#### DIRECTIONS:
Below are some records. Return exactly the lines from the one with "(Some(AuthorizationOutcome::Errored), Err(err)) =>" to the one with "let (config_id, outcome)", and nothing else.

- Opening Delimiter -

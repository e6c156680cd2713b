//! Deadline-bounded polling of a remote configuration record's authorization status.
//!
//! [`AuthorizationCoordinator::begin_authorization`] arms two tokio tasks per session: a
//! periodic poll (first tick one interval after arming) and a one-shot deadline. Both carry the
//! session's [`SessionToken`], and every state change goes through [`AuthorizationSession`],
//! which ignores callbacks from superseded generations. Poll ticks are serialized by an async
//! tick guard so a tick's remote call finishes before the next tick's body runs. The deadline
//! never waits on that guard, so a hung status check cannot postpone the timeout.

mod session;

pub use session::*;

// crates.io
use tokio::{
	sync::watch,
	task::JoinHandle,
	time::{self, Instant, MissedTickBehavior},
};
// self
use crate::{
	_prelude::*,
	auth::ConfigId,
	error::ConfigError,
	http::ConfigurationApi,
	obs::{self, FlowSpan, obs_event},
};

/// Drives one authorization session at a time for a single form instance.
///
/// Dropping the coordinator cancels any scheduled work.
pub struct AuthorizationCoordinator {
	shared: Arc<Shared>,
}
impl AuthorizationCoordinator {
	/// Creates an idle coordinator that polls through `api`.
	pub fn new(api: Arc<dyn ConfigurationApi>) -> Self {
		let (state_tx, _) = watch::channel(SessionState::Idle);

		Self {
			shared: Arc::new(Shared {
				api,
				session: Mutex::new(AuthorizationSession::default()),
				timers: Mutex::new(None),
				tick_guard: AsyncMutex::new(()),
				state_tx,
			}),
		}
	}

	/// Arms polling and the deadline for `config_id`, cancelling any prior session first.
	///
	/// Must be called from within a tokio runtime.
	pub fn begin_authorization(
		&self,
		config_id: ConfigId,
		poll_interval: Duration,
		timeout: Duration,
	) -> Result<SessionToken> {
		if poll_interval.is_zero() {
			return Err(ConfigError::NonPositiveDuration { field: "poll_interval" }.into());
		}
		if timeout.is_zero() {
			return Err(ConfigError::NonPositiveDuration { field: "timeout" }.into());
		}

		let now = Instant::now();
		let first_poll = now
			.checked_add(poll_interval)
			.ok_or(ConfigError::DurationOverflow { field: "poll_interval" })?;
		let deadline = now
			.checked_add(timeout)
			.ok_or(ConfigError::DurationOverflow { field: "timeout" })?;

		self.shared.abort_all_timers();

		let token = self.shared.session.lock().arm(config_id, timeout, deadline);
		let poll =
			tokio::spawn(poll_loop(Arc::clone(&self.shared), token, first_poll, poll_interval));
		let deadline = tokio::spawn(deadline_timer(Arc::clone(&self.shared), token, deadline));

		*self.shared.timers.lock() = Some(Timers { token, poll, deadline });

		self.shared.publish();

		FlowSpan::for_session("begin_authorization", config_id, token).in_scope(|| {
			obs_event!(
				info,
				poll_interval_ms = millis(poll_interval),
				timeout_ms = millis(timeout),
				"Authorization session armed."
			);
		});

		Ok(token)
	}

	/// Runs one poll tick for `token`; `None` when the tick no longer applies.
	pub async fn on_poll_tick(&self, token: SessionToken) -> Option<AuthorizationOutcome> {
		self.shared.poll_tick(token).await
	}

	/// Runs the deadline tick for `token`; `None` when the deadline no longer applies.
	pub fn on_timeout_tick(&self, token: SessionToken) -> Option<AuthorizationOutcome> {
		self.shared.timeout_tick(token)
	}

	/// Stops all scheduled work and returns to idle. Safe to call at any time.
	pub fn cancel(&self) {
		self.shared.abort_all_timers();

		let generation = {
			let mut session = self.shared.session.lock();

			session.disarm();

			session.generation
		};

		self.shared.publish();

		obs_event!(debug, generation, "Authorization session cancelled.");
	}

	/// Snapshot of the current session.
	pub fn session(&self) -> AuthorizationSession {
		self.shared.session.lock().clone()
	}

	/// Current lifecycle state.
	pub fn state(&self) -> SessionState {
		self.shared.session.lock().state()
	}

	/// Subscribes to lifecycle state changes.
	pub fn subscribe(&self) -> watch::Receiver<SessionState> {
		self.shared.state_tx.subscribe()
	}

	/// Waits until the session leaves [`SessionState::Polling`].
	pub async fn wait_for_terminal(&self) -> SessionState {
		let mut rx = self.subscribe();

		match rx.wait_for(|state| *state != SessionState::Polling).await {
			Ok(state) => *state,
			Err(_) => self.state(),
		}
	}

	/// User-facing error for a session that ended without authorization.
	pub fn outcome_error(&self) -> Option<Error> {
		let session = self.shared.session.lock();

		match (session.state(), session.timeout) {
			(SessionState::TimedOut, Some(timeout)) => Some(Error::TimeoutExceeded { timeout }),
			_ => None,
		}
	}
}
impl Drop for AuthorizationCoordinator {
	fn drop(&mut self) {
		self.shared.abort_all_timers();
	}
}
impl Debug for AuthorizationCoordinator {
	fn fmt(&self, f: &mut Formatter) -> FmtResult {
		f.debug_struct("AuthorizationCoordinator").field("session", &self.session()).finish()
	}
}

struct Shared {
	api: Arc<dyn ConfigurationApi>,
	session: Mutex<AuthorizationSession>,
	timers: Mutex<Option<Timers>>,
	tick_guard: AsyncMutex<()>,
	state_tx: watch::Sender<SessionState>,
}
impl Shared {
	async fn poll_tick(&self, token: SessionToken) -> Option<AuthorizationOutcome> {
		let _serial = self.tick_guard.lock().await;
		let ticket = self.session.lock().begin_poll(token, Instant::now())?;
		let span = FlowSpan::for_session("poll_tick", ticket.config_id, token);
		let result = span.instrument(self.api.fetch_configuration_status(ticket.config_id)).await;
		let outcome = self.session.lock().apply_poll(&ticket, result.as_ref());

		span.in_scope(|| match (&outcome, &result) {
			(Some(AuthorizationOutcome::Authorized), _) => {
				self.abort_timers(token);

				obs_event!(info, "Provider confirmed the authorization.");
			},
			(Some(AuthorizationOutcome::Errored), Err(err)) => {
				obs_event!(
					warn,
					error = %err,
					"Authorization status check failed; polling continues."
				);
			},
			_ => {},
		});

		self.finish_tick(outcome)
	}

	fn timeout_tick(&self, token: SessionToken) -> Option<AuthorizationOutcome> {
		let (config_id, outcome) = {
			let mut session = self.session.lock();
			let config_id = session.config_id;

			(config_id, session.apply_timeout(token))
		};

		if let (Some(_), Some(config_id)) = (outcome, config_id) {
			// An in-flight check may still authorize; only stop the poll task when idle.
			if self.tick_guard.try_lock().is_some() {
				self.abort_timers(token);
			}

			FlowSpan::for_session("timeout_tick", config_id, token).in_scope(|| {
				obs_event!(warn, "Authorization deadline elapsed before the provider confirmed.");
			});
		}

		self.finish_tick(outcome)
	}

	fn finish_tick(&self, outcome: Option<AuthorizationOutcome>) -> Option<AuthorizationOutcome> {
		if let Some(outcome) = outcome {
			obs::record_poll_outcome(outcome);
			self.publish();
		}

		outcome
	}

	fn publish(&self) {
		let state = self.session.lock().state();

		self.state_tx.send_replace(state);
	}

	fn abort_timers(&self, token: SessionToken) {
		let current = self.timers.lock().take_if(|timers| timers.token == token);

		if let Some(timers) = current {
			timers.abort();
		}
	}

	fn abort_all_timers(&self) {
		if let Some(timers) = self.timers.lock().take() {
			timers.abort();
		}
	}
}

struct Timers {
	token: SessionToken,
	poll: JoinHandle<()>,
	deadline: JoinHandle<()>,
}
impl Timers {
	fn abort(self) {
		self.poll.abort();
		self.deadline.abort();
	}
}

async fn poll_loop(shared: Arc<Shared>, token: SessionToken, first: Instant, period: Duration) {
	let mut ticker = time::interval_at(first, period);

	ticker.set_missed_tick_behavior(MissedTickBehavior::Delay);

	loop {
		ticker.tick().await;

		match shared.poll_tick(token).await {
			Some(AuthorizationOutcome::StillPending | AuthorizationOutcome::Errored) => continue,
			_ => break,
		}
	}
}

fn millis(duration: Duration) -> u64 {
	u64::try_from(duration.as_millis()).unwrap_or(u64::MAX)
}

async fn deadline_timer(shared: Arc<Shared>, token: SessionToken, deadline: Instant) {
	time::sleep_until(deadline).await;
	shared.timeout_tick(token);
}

- Closing Delimiter -

#### REPLY:
			(Some(AuthorizationOutcome::Errored), Err(err)) => {
				obs_event!(
					warn,
					error = %err,
					"Authorization status check failed; polling continues."
				);
			},
			_ => {},
		});

		self.finish_tick(outcome)
	}

	fn timeout_tick(&self, token: SessionToken) -> Option<AuthorizationOutcome> {
		let (config_id, outcome) = {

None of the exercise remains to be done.